You Favorite ice cream flavor?
James Chocolate. Yours?
You Ben & Jerry’s Cherry Garcia.
James I didn’t realize we were getting specific.
You We weren’t, but that’s my favorite.
You Favorite movie?
James I like the classics- The Wizard of Oz, It’s A Wonderful Life, Frankenstein.
You I have too many to list, so don’t ask.
You Okay. Lightning round because I’m almost to my stop.
James Where are you going again?
You paused your reply for a brief second, wondering if you should divulge your destination. You’d known James less than twenty-four hours; although, it felt like weeks after this morning. Where was the harm in telling him where you were meeting your sister? There were nearly nine million people in this city. There was no way you’d ever bump into each other.
You A bakery in the Upper East Side called Two Little Red Hens. Ever been?
James Don’t think I have.
You Well, since you like chocolate, they have a fantastic cake called Brooklyn Blackout. Super rich but delicious.
James Sounds right up my alley.
You Cats or dogs?
James I’m gone too much, so cats.
The answer piqued your interest. Maybe he was an athlete. Wouldn’t it be practice and not training, though? Or he’s FBI or CIA.
You Socks on or off for sleeping?
James Off.
You Silver or gold?
James Silver.
You Morning, noon, or night?
James Night.
You How do you take your coffee?
James Room for sugar and creamer.
You Boxers or briefs?
James Boxer briefs.
You laughed out loud, looking around the subway car to see if anyone was paying attention to you. Per usual, they weren’t.
You Touché.
As soon as the train stopped, you gathered your purse close to your body and made for the exit. You followed the crowd of fellow passengers through the turnstile and ascended the stairs onto street level.

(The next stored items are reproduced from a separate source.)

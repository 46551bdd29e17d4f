//! HTTP transport with bearer token injection.
//!
//! All authenticated requests carry `Authorization: Bearer <token>`, with
//! the token resolved through the [`TokenStore`] (memory first, vault
//! fallback). The transport is a trait so the façade can be exercised in
//! tests with a scripted implementation instead of a live server.

use std::sync::Arc;

use reqwest::Client;

use super::auth::TokenStore;
use super::error::ApiError;

/// A single API request, expressed independently of the HTTP client so
/// test transports can pattern-match on it.
#[derive(Debug, Clone)]
pub enum ApiRequest {
    Get { path: String },
    PostJson { path: String, body: serde_json::Value },
    PutMultipart { path: String, fields: Vec<(String, String)> },
    Delete { path: String },
}

impl ApiRequest {
    /// Relative API path of this request.
    pub fn path(&self) -> &str {
        match self {
            ApiRequest::Get { path }
            | ApiRequest::PostJson { path, .. }
            | ApiRequest::PutMultipart { path, .. }
            | ApiRequest::Delete { path } => path,
        }
    }

    pub fn method(&self) -> &'static str {
        match self {
            ApiRequest::Get { .. } => "GET",
            ApiRequest::PostJson { .. } => "POST",
            ApiRequest::PutMultipart { .. } => "PUT",
            ApiRequest::Delete { .. } => "DELETE",
        }
    }
}

/// Issues API requests and normalizes responses to a JSON body or an
/// [`ApiError`]. Implemented by [`HttpTransport`] in production and by
/// scripted mocks in tests.
#[allow(async_fn_in_trait)]
pub trait Transport {
    async fn execute(&self, request: ApiRequest) -> Result<serde_json::Value, ApiError>;
}

/// Production transport over `reqwest`.
pub struct HttpTransport {
    client: Client,
    base_url: String,
    tokens: Arc<TokenStore>,
}

impl HttpTransport {
    /// Create a transport for the given API base URL.
    pub fn new(base_url: &str, tokens: Arc<TokenStore>) -> Self {
        let client = Client::builder()
            .timeout(std::time::Duration::from_secs(120))
            .connect_timeout(std::time::Duration::from_secs(10))
            .build()
            .unwrap_or_else(|_| Client::new());
        Self {
            client,
            base_url: base_url.trim_end_matches('/').to_string(),
            tokens,
        }
    }
}

impl Transport for HttpTransport {
    async fn execute(&self, request: ApiRequest) -> Result<serde_json::Value, ApiError> {
        let url = format!("{}{}", self.base_url, request.path());
        let method = request.method();

        let mut builder = match request {
            ApiRequest::Get { .. } => self.client.get(&url),
            ApiRequest::PostJson { ref body, .. } => self.client.post(&url).json(body),
            ApiRequest::PutMultipart { ref fields, .. } => {
                let mut form = reqwest::multipart::Form::new();
                for (name, value) in fields {
                    form = form.text(name.clone(), value.clone());
                }
                self.client.put(&url).multipart(form)
            }
            ApiRequest::Delete { .. } => self.client.delete(&url),
        };

        if let Some(token) = self.tokens.token().await {
            builder = builder.bearer_auth(token);
        }

        log::debug!("{} {}", method, url);
        let response = builder.send().await?;
        let status = response.status();
        let raw = response.text().await?;

        // DELETE returns 204 with an empty body; anything else is JSON.
        let body = if raw.trim().is_empty() {
            serde_json::Value::Null
        } else {
            serde_json::from_str(&raw).map_err(|e| ApiError::Decode(e.to_string()))?
        };

        if status.is_success() {
            return Ok(body);
        }

        if status.as_u16() == 401 {
            // Observed behavior: a 401 is logged but the session is kept.
            log::warn!("Unauthorized response from {} {}", method, url);
        }

        Err(ApiError::classify(status.as_u16(), &body))
    }
}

The morning sunlight caressed your skin like a warm blanket. The humidity wasn’t too bad, yet, but the threat of afternoon thunderstorms still hung in the air.

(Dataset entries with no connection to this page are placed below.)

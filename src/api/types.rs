//! Request and response types for the guesthouse admin API.
//!
//! All structs use camelCase serialization to match the API's JSON format.
//! Every response is wrapped in the `{success, message, data}` envelope;
//! callers unwrap `data` with [`unwrap_data`] before anything is cached.

use chrono::{DateTime, Utc};
use serde::de::DeserializeOwned;
use serde::{Deserialize, Serialize};

use super::error::ApiError;

/// Standard response envelope around every API payload.
#[derive(Debug, Deserialize)]
pub struct Envelope<T> {
    #[serde(default)]
    pub success: bool,
    pub message: Option<String>,
    pub data: Option<T>,
}

/// Parse an envelope body and extract its `data` payload.
pub fn unwrap_data<T: DeserializeOwned>(body: serde_json::Value) -> Result<T, ApiError> {
    let envelope: Envelope<T> =
        serde_json::from_value(body).map_err(|e| ApiError::Decode(e.to_string()))?;
    envelope
        .data
        .ok_or_else(|| ApiError::Decode("envelope has no data field".to_string()))
}

/// Login request body sent to POST /admin/auth/login.
#[derive(Debug, Serialize)]
pub struct LoginRequest {
    pub email: String,
    pub password: String,
}

/// Payload of POST /admin/auth/login: `{data: {token}}`.
#[derive(Debug, Deserialize)]
pub struct LoginData {
    pub token: String,
}

/// Time-limited signed credential from GET /admin/uploads/signature.
///
/// Never cached -- the signature is only valid close to its timestamp.
#[derive(Debug, Clone, Deserialize)]
pub struct UploadCredential {
    pub timestamp: i64,
    pub signature: String,
}

/// A room image as stored by the API.
#[derive(Debug, Clone, Serialize, Deserialize, PartialEq)]
#[serde(rename_all = "camelCase")]
pub struct RoomImage {
    pub url: String,
    pub public_id: String,
    pub is_primary: bool,
}

/// Boolean amenity flags, flattened into the room object on the wire.
#[derive(Debug, Clone, Default, Serialize, Deserialize, PartialEq)]
#[serde(rename_all = "camelCase")]
pub struct Amenities {
    #[serde(default)]
    pub free_wifi: bool,
    #[serde(default)]
    pub shower: bool,
    #[serde(default)]
    pub airport_transport: bool,
    #[serde(default)]
    pub balcony: bool,
    #[serde(default)]
    pub refrigerator: bool,
    #[serde(rename = "support24_7", default)]
    pub support_24_7: bool,
    #[serde(default)]
    pub work_desk: bool,
    #[serde(default)]
    pub fitness_center: bool,
    #[serde(default)]
    pub swimming_pool: bool,
}

/// A room as returned by GET /admin/rooms and GET /admin/rooms/{id}.
#[derive(Debug, Clone, Serialize, Deserialize, PartialEq)]
#[serde(rename_all = "camelCase")]
pub struct Room {
    pub id: u64,
    pub name: String,
    pub description: String,
    pub price: f64,
    pub size: u32,
    pub capacity: u32,
    #[serde(flatten)]
    pub amenities: Amenities,
    #[serde(default)]
    pub features: Vec<String>,
    #[serde(default)]
    pub images: Vec<RoomImage>,
}

/// Outgoing room fields for create (JSON body) and update (multipart).
#[derive(Debug, Clone, Serialize)]
#[serde(rename_all = "camelCase")]
pub struct RoomPayload {
    pub name: String,
    pub description: String,
    pub price: f64,
    pub size: u32,
    pub capacity: u32,
    #[serde(flatten)]
    pub amenities: Amenities,
    pub features: Vec<String>,
    pub images: Vec<RoomImage>,
}

impl RoomPayload {
    /// Start an update payload from a fetched room (CLI edit flow).
    pub fn from_room(room: &Room) -> Self {
        Self {
            name: room.name.clone(),
            description: room.description.clone(),
            price: room.price,
            size: room.size,
            capacity: room.capacity,
            amenities: room.amenities.clone(),
            features: room.features.clone(),
            images: room.images.clone(),
        }
    }

    /// Flatten into multipart text fields for PUT /admin/rooms/{id}.
    ///
    /// Scalar fields go out verbatim; `features` and `images` are sent as
    /// JSON-encoded strings since multipart carries only text parts.
    pub fn multipart_fields(&self) -> Vec<(String, String)> {
        let mut fields = vec![
            ("name".to_string(), self.name.clone()),
            ("description".to_string(), self.description.clone()),
            ("price".to_string(), self.price.to_string()),
            ("size".to_string(), self.size.to_string()),
            ("capacity".to_string(), self.capacity.to_string()),
        ];
        for (key, value) in [
            ("freeWifi", self.amenities.free_wifi),
            ("shower", self.amenities.shower),
            ("airportTransport", self.amenities.airport_transport),
            ("balcony", self.amenities.balcony),
            ("refrigerator", self.amenities.refrigerator),
            ("support24_7", self.amenities.support_24_7),
            ("workDesk", self.amenities.work_desk),
            ("fitnessCenter", self.amenities.fitness_center),
            ("swimmingPool", self.amenities.swimming_pool),
        ] {
            fields.push((key.to_string(), value.to_string()));
        }
        fields.push((
            "features".to_string(),
            serde_json::to_string(&self.features).unwrap_or_else(|_| "[]".to_string()),
        ));
        fields.push((
            "images".to_string(),
            serde_json::to_string(&self.images).unwrap_or_else(|_| "[]".to_string()),
        ));
        fields
    }
}

/// Booking lifecycle states as rendered in the bookings table.
#[derive(Debug, Clone, Copy, PartialEq, Eq, Serialize, Deserialize)]
pub enum BookingStatus {
    Confirmed,
    #[serde(rename = "Checked-in")]
    CheckedIn,
    Completed,
    Cancelled,
}

impl std::fmt::Display for BookingStatus {
    fn fmt(&self, f: &mut std::fmt::Formatter<'_>) -> std::fmt::Result {
        let label = match self {
            BookingStatus::Confirmed => "Confirmed",
            BookingStatus::CheckedIn => "Checked-in",
            BookingStatus::Completed => "Completed",
            BookingStatus::Cancelled => "Cancelled",
        };
        f.write_str(label)
    }
}

/// Guest contact details attached to a booking.
#[derive(Debug, Clone, Serialize, Deserialize, PartialEq)]
pub struct GuestInfo {
    pub name: String,
    pub email: String,
    pub phone: String,
}

/// The room a booking refers to (denormalized subset).
#[derive(Debug, Clone, Serialize, Deserialize, PartialEq)]
pub struct BookingRoomRef {
    pub id: u64,
    pub name: String,
    pub price: f64,
}

/// Head counts for a stay.
#[derive(Debug, Clone, Copy, Serialize, Deserialize, PartialEq, Eq)]
pub struct GuestCount {
    pub adults: u32,
    pub children: u32,
}

/// A booking as returned by GET /admin/bookings.
///
/// Bookings are created by guests through the public site; the admin
/// surface only reads them.
#[derive(Debug, Clone, Serialize, Deserialize, PartialEq)]
#[serde(rename_all = "camelCase")]
pub struct Booking {
    pub id: u64,
    pub booking_id: String,
    pub guest_info: GuestInfo,
    pub room_info: BookingRoomRef,
    pub check_in: DateTime<Utc>,
    pub check_out: DateTime<Utc>,
    pub created_at: Option<DateTime<Utc>>,
    pub guest_count: GuestCount,
    pub total_price: f64,
    pub status: BookingStatus,
}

Even with the reasonably early hour, the sidewalk was stuffed with people, carrying to-go coffee cups or shopping bags. You fought for your little spot of real estate on the grimy concrete.
Stopping at a red traffic light, waiting to cross, you typed out another question for James.
You Pineapple on pizza--yay or nay?
The light changed as you finished, and the throng of pedestrians around you guided you across the street. You spotted Robyn outside the bakery as your phone dinged with a new text alert.
“Wow, I’m surprised you made it on time,” Robyn said as you hugged hello.
You looked at the clock on your phone. 8:58. “You and me both, sister.” Glancing back at your phone’s screen, you giggled.
James What kind of monster puts pineapple on their pizza??
“What’s so funny?” Robyn asked as you accompanied her through the bakery’s door.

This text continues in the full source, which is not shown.